Facendo riferimento al sangue intero, la legge ha stabilito che il numero di donazioni non deve essere superiore a quattro per l’uomo e due per la donna in età fertile, nel corso dell’anno. Tra una donazione ed un’altra devono trascorrere almeno 90 giorni. Nulla è stabilito circa il numero minimo di donazioni.

Il gruppo sanguigno
È una caratteristica ereditaria legata ai globuli rossi, a tutte le cellule dell’organismo ed anche ai liquidi organici (ad es. il plasma). Sulla membrana dei globuli rossi e di tutte le altre cellule si trovano particolari sostanze chimiche indicate con le lettere A e B: se c’è soltanto la sostanza A si parla di gruppo A; se solo la B, di gruppo B; se sono presenti tutte e due le sostanze, si parla di gruppo AB, mentre nel gruppo 0 (ZERO), statisticamente più diffuso, esse non sono presenti.
Il fattore Rh, positivo (+) se é presente, nella maggioranza (85%) delle persone, o negativo (-) se assente (15% della popolazione). Tutto ciò identifica il gruppo sanguigno di ciascun individuo che, tranne rarissimi casi patologici, resta lo stesso per tutta la vita.
Nella donazione è molto importante conoscere il gruppo sanguigno, perché non si può ricevere sangue che contenga sostanze che l’individuo non abbia già; quindi, per una trasfusione, occorre trovare sangue dello stesso gruppo, con l’eccezione del gruppo ZERO Rh negativo che identifica il cosiddetto donatore universale, mentre il gruppo AB è di chi può ricevere da tutti.

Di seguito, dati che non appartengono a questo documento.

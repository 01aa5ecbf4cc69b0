//! Post service implementing [`PostCommand`] and [`PostQuery`].

use std::sync::Arc;

use async_trait::async_trait;
use mockable::Clock;
use serde_json::json;
use tracing::info;

use crate::domain::ports::{
    PostCommand, PostPersistenceError, PostQuery, PostRepository, UserPersistenceError,
    UserRepository,
};
use crate::domain::{Error, NewPost, Post, PostCreate, PostId, PostUpdate};

/// Domain service for writing and reading posts.
#[derive(Clone)]
pub struct PostService<P, U> {
    posts: Arc<P>,
    users: Arc<U>,
    clock: Arc<dyn Clock>,
}

impl<P, U> PostService<P, U> {
    /// Create a service over the post and user stores.
    pub fn new(posts: Arc<P>, users: Arc<U>, clock: Arc<dyn Clock>) -> Self {
        Self {
            posts,
            users,
            clock,
        }
    }
}

fn map_post_error(error: PostPersistenceError) -> Error {
    match error {
        PostPersistenceError::Connection { message } => {
            Error::service_unavailable(format!("post repository unavailable: {message}"))
        }
        PostPersistenceError::Query { message } => {
            Error::internal(format!("post repository error: {message}"))
        }
    }
}

fn map_user_error(error: UserPersistenceError) -> Error {
    match error {
        UserPersistenceError::Connection { message } => {
            Error::service_unavailable(format!("user repository unavailable: {message}"))
        }
        UserPersistenceError::Query { message } => {
            Error::internal(format!("user repository error: {message}"))
        }
        UserPersistenceError::DuplicateEmail { email } => {
            Error::internal(format!("unexpected email conflict for {email}"))
        }
    }
}

fn not_found(resource: &str, id: i64) -> Error {
    Error::not_found(format!("{resource} {id} not found"))
        .with_details(json!({ "resource": resource, "key": id.to_string() }))
}

impl<P, U> PostService<P, U>
where
    P: PostRepository,
    U: UserRepository,
{
    async fn fetch(&self, id: PostId) -> Result<Post, Error> {
        self.posts
            .find_by_id(id)
            .await
            .map_err(map_post_error)?
            .ok_or_else(|| not_found("posts", id.get()))
    }
}

#[async_trait]
impl<P, U> PostCommand for PostService<P, U>
where
    P: PostRepository,
    U: UserRepository,
{
    async fn create(&self, request: PostCreate) -> Result<Post, Error> {
        let PostCreate { writer_id, content } = request;
        // Writers may still be pending verification.
        let writer = self
            .users
            .find_by_id(writer_id)
            .await
            .map_err(map_user_error)?
            .ok_or_else(|| not_found("users", writer_id.get()))?;

        let post = self
            .posts
            .create(&NewPost {
                content,
                writer,
                created_at: self.clock.utc(),
            })
            .await
            .map_err(map_post_error)?;
        info!(post_id = %post.id(), writer_id = %writer_id, "post created");
        Ok(post)
    }

    async fn update(&self, id: PostId, update: PostUpdate) -> Result<Post, Error> {
        let mut post = self.fetch(id).await?;
        post.edit(update, self.clock.utc());
        self.posts.save(&post).await.map_err(map_post_error)
    }
}

#[async_trait]
impl<P, U> PostQuery for PostService<P, U>
where
    P: PostRepository,
    U: UserRepository,
{
    async fn get_by_id(&self, id: PostId) -> Result<Post, Error> {
        self.fetch(id).await
    }
}
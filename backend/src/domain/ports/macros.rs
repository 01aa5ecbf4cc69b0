//! `define_port_error!` declares the error enum of a driven port.
//!
//! Every variant carries named fields and a `thiserror` message. Fields may
//! carry their own doc comments. The macro
//! adds a snake_case constructor per variant whose arguments take anything
//! convertible into the field types, so adapters can write
//! `UserPersistenceError::query(err.to_string())` or
//! `UserPersistenceError::query("pool closed")` alike.

macro_rules! define_port_error {
    (
        $(#[$outer:meta])*
        pub enum $name:ident {
            $(
                $(#[$variant_meta:meta])*
                $variant:ident {
                    $($(#[$field_meta:meta])* $field:ident : $ty:ty),+ $(,)?
                } => $message:literal
            ),+ $(,)?
        }
    ) => {
        $(#[$outer])*
        #[derive(Debug, Clone, PartialEq, Eq, thiserror::Error)]
        pub enum $name {
            $(
                $(#[$variant_meta])*
                #[error($message)]
                $variant { $($(#[$field_meta])* $field: $ty),+ },
            )+
        }

        ::paste::paste! {
            impl $name {
                $(
                    /// Construct this variant from convertible field values.
                    pub fn [<$variant:snake>]($($field: impl Into<$ty>),+) -> Self {
                        Self::$variant { $($field: $field.into()),+ }
                    }
                )+
            }
        }
    };
}

pub(crate) use define_port_error;
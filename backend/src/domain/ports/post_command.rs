//! Driving port for post mutations.

use async_trait::async_trait;

use crate::domain::{Error, Post, PostCreate, PostId, PostUpdate};

/// Domain use-case port for writing posts.
#[cfg_attr(test, mockall::automock)]
#[async_trait]
pub trait PostCommand: Send + Sync {
    /// Publish a post for an existing writer.
    async fn create(&self, request: PostCreate) -> Result<Post, Error>;

    /// Replace the content of an existing post.
    async fn update(&self, id: PostId, update: PostUpdate) -> Result<Post, Error>;
}
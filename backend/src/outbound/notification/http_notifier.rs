//! Reqwest-backed certification notifier.
//!
//! Posts each [`CertificationMessage`] as JSON to a mail relay webhook. The
//! relay owns actual SMTP delivery.

use std::time::Duration;

use async_trait::async_trait;
use reqwest::{Client, StatusCode};
use url::Url;

use crate::TraceId;
use crate::domain::TRACE_ID_HEADER;
use crate::domain::ports::{CertificationMessage, CertificationNotifier, NotificationError};

const USER_AGENT: &str = concat!("postboard/", env!("CARGO_PKG_VERSION"));

/// Notifier that forwards messages to an HTTP webhook.
pub struct WebhookCertificationNotifier {
    client: Client,
    endpoint: Url,
}

impl WebhookCertificationNotifier {
    /// Build a notifier posting to `endpoint` with a per-request timeout.
    ///
    /// # Errors
    ///
    /// Returns an error when the reqwest client cannot be constructed.
    pub fn new(endpoint: Url, timeout: Duration) -> Result<Self, reqwest::Error> {
        let client = Client::builder()
            .timeout(timeout)
            .user_agent(USER_AGENT)
            .build()?;
        Ok(Self { client, endpoint })
    }
}

#[async_trait]
impl CertificationNotifier for WebhookCertificationNotifier {
    async fn send(&self, message: &CertificationMessage) -> Result<(), NotificationError> {
        let mut request = self.client.post(self.endpoint.clone()).json(message);
        if let Some(trace_id) = TraceId::current() {
            request = request.header(TRACE_ID_HEADER, trace_id.to_string());
        }

        let response = request.send().await.map_err(map_transport_error)?;
        let status = response.status();
        if status.is_success() {
            return Ok(());
        }
        let body = response.text().await.unwrap_or_default();
        Err(map_status_error(status, &body))
    }
}

fn map_transport_error(error: reqwest::Error) -> NotificationError {
    if error.is_timeout() {
        NotificationError::unavailable(format!("webhook timed out: {error}"))
    } else {
        NotificationError::unavailable(format!("webhook transport failed: {error}"))
    }
}

fn map_status_error(status: StatusCode, body: &str) -> NotificationError {
    const PREVIEW_CHAR_LIMIT: usize = 120;

    let preview: String = body
        .split_whitespace()
        .collect::<Vec<_>>()
        .join(" ")
        .chars()
        .take(PREVIEW_CHAR_LIMIT)
        .collect();
    let message = if preview.is_empty() {
        format!("status {}", status.as_u16())
    } else {
        format!("status {}: {preview}", status.as_u16())
    };

    if status.is_client_error() && status != StatusCode::TOO_MANY_REQUESTS {
        NotificationError::rejected(message)
    } else {
        NotificationError::unavailable(message)
    }
}
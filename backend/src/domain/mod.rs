//! Domain primitives, services and ports.
//!
//! Purpose: hold the user lifecycle and post rules independently of HTTP and
//! Diesel. Inbound adapters call the driving ports in [`ports`]; outbound
//! adapters implement the driven ones.
//!
//! Public surface:
//! - Error / ErrorCode: transport-agnostic failure payload.
//! - User and its value types: account identity and lifecycle.
//! - Post and its value types: authored content.
//! - UserService / PostService: implementations of the driving ports.
//! - TraceId: request correlation identifier.

pub mod error;
pub mod ports;
pub mod post;
pub mod post_service;
pub mod trace_id;
pub mod user;
pub mod user_service;

pub use self::error::{Error, ErrorCode, ErrorValidationError, TRACE_ID_HEADER};
pub use self::post::{
    NewPost, POST_CONTENT_MAX, Post, PostContent, PostCreate, PostId, PostUpdate,
    PostValidationError,
};
pub use self::post_service::PostService;
pub use self::trace_id::{TraceId, TraceIdParseError};
pub use self::user::{
    ADDRESS_MAX, Address, CertificationCode, CertificationCodeMismatch, EMAIL_MAX, Email,
    NICKNAME_MAX, NewUser, Nickname, User, UserCreate, UserId, UserParts, UserStatus, UserUpdate,
    UserValidationError, Verification,
};
pub use self::user_service::UserService;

Diritto all’astensione dal lavoro
Secondo la legge [Legge 219 del 21 ottobre 2005, art. 8], il lavoratore dipendente che si reca a donare il sangue ha diritto all’astensione dal lavoro per la giornata in cui effettua la donazione; tale giornata viene però regolarmente retribuita attraverso l’esibizione al proprio datore di lavoro un certificato rilasciato dal centro trasfusionale in cui è avvenuta la donazione.